To put the best spin on it, one could say that Gov. William Donald Schaefer plays the good cop and Helen Bentley, Barbara Mikulski and Paul Sarbanes play the bad cops in dealing with foreigners. The governor wants trade; the Maryland lawmakers want protectionism.

The governor is just back from a trip to the Far East where Japanese President Toshiki Kaifu bluntly told him: "If you are so interested in international trade, speak to your two senators." Mr. Kaifu evidently could not bring himself to mention Representative Bentley, the Second District Republican who is well-known in Japan for smashing a Toshiba TV set with a sledgehammer in front of the Capitol in Washington.

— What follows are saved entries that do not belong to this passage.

use alloc::vec::Vec;
use core::fmt;

use bytemuck::Zeroable;

use crate::{
    error::Result,
    record::Record,
    view::View,
};

/// Largest alignment a storable record may require.
///
/// The backing storage of every [`Arena`](crate::Arena) and [`Buffer`] starts
/// at an address aligned to this value, so alignment computed relative to
/// offset zero is also alignment in memory.
pub const MAX_ALIGN: usize = 8;

/// A finished, immutable run of position-independent bytes.
///
/// The bytes contain no absolute addresses. They can be written anywhere
/// and read back in place through [`View`]s, either from this buffer or from
/// any other suitably aligned byte slice holding the same bytes.
#[derive(Clone, Default)]
pub struct Buffer {
    words: Vec<u64>,
    len: usize,
}

impl Buffer {
    pub(crate) fn with_capacity(bytes: usize) -> Self {
        Self {
            words: Vec::with_capacity(bytes.div_ceil(MAX_ALIGN)),
            len: 0,
        }
    }

    /// Copies `bytes` into freshly aligned storage.
    ///
    /// This is how a buffer received from elsewhere (a file, a socket, a
    /// slice at an arbitrary address) is relocated before reading it.
    #[must_use]
    pub fn from_bytes(bytes: &[u8]) -> Self {
        let mut buffer = Self::with_capacity(bytes.len());
        buffer.resize(bytes.len());
        buffer.as_bytes_mut().copy_from_slice(bytes);
        buffer
    }

    /// The buffer contents.
    #[must_use]
    pub fn as_bytes(&self) -> &[u8] {
        &bytemuck::cast_slice::<u64, u8>(&self.words)[..self.len]
    }

    pub(crate) fn as_bytes_mut(&mut self) -> &mut [u8] {
        &mut bytemuck::cast_slice_mut::<u64, u8>(&mut self.words)[..self.len]
    }

    /// Number of bytes in the buffer.
    #[must_use]
    pub fn len(&self) -> usize {
        self.len
    }

    /// Whether the buffer holds no bytes.
    #[must_use]
    pub fn is_empty(&self) -> bool {
        self.len == 0
    }

    /// Number of bytes the buffer can hold without reallocating.
    #[must_use]
    pub fn capacity(&self) -> usize {
        self.words.capacity() * MAX_ALIGN
    }

    /// Reads the record at offset zero.
    ///
    /// # Errors
    ///
    /// See [`View::new`].
    pub fn root<T: Record>(&self) -> Result<View<'_, T>> {
        View::root(self.as_bytes())
    }

    /// Reads the record at `offset`.
    ///
    /// # Errors
    ///
    /// See [`View::new`].
    pub fn view<T: Record>(&self, offset: usize) -> Result<View<'_, T>> {
        View::new(self.as_bytes(), offset)
    }

    /// Grows or shrinks the buffer to `len` bytes. New bytes are zero.
    pub(crate) fn resize(&mut self, len: usize) {
        let words = len.div_ceil(MAX_ALIGN);
        if len < self.len {
            // Keep the invariant that bytes past `len` are zero.
            let tail = &mut bytemuck::cast_slice_mut::<u64, u8>(&mut self.words)[len..self.len];
            tail.fill(0);
        }
        if words > self.words.capacity() {
            tracing::debug!(
                from = self.capacity(),
                to = words * MAX_ALIGN,
                "reallocate backing storage"
            );
        }
        self.words.resize(words, u64::zeroed());
        self.len = len;
    }
}

impl AsRef<[u8]> for Buffer {
    fn as_ref(&self) -> &[u8] {
        self.as_bytes()
    }
}

impl fmt::Debug for Buffer {
    fn fmt(&self, f: &mut fmt::Formatter<'_>) -> fmt::Result {
        f.debug_struct("Buffer").field("len", &self.len).finish()
    }
}

impl PartialEq for Buffer {
    fn eq(&self, other: &Self) -> bool {
        self.as_bytes() == other.as_bytes()
    }
}

impl Eq for Buffer {}

#[cfg(test)]
mod tests {
    use super::*;
    use alloc::vec;

    #[test]
    fn storage_is_max_aligned() {
        let buffer = Buffer::from_bytes(&[1, 2, 3]);
        assert_eq!(buffer.as_bytes().as_ptr().addr() % MAX_ALIGN, 0);
        assert_eq!(buffer.as_bytes(), &[1, 2, 3]);
    }

    #[test]
    fn growth_zero_fills() {
        let mut buffer = Buffer::from_bytes(&[0xff; 5]);
        buffer.resize(11);
        assert_eq!(buffer.len(), 11);
        assert_eq!(&buffer.as_bytes()[5..], &[0; 6]);
    }

    #[test]
    fn shrinking_then_growing_does_not_resurrect_bytes() {
        let mut buffer = Buffer::from_bytes(&[0xff; 7]);
        buffer.resize(2);
        buffer.resize(7);
        assert_eq!(buffer.as_bytes(), &[0xff, 0xff, 0, 0, 0, 0, 0]);
    }

    #[test]
    fn relocated_copy_compares_equal() {
        let bytes = vec![9_u8; 17];
        // Read from an odd address to make sure the copy realigns.
        let padded = [&[0_u8][..], &bytes[..]].concat();
        let buffer = Buffer::from_bytes(&padded[1..]);
        assert_eq!(buffer, Buffer::from_bytes(&bytes));
        assert!(buffer.capacity() >= 17);
    }
}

Mr. Kaifu's comments should be taken to heart. Governor Schaefer has gone on nine trips abroad trying to drum up investment in Maryland and commerce through the Port of Baltimore. Next on his agenda is a fall visit to Mexico, which is now negotiating with the United States and Canada to create a North American Free Trade Association. But while Mr. Schaefer goes about his travels, Maryland's two Democratic senators plus Mrs. Bentley and a few other Marylanders in the House vote protectionist on key legislative issues.

The latest instance came just before the governor's Asian trip when President Bush sought to extend his existing authority to negotiate trade agreements that have to be voted up or down by Congress, without being torn apart, piece by piece, by the special interests lobbying Capitol Hill. Mr. Bush prevailed, over the opposition of Senators Mikulski and Sarbanes and Congresswoman Bentley. Had he been defeated, the Mexico negotiations and a new worldwide General Agreement on Tariffs and Trade would have been stymied.

Mr. Schaefer assured the Japanese prime minister that he will talk to the Maryland delegation about the two faces on trade this state presents to the world. We wish him luck but doubt he will have much. Ms. Mikulski and Mr. Sarbanes usually listen more carefully to what the ultra-protectionist AFL-CIO has to say than to trade advocates who want to lower barriers. Ms. Bentley favors hardball treatment of foreign nations, especially Japan, that she feels are destroying the U.S. economic position.

The governor, being the governor, is less concerned with theory than with results. He knows that Maryland needs investment, that Maryland businessmen abroad need entry and that a reputation for enlightened trade policy will bring a practical payoff for the state's economy. He is right. Maryland needs good cops, not bad cops.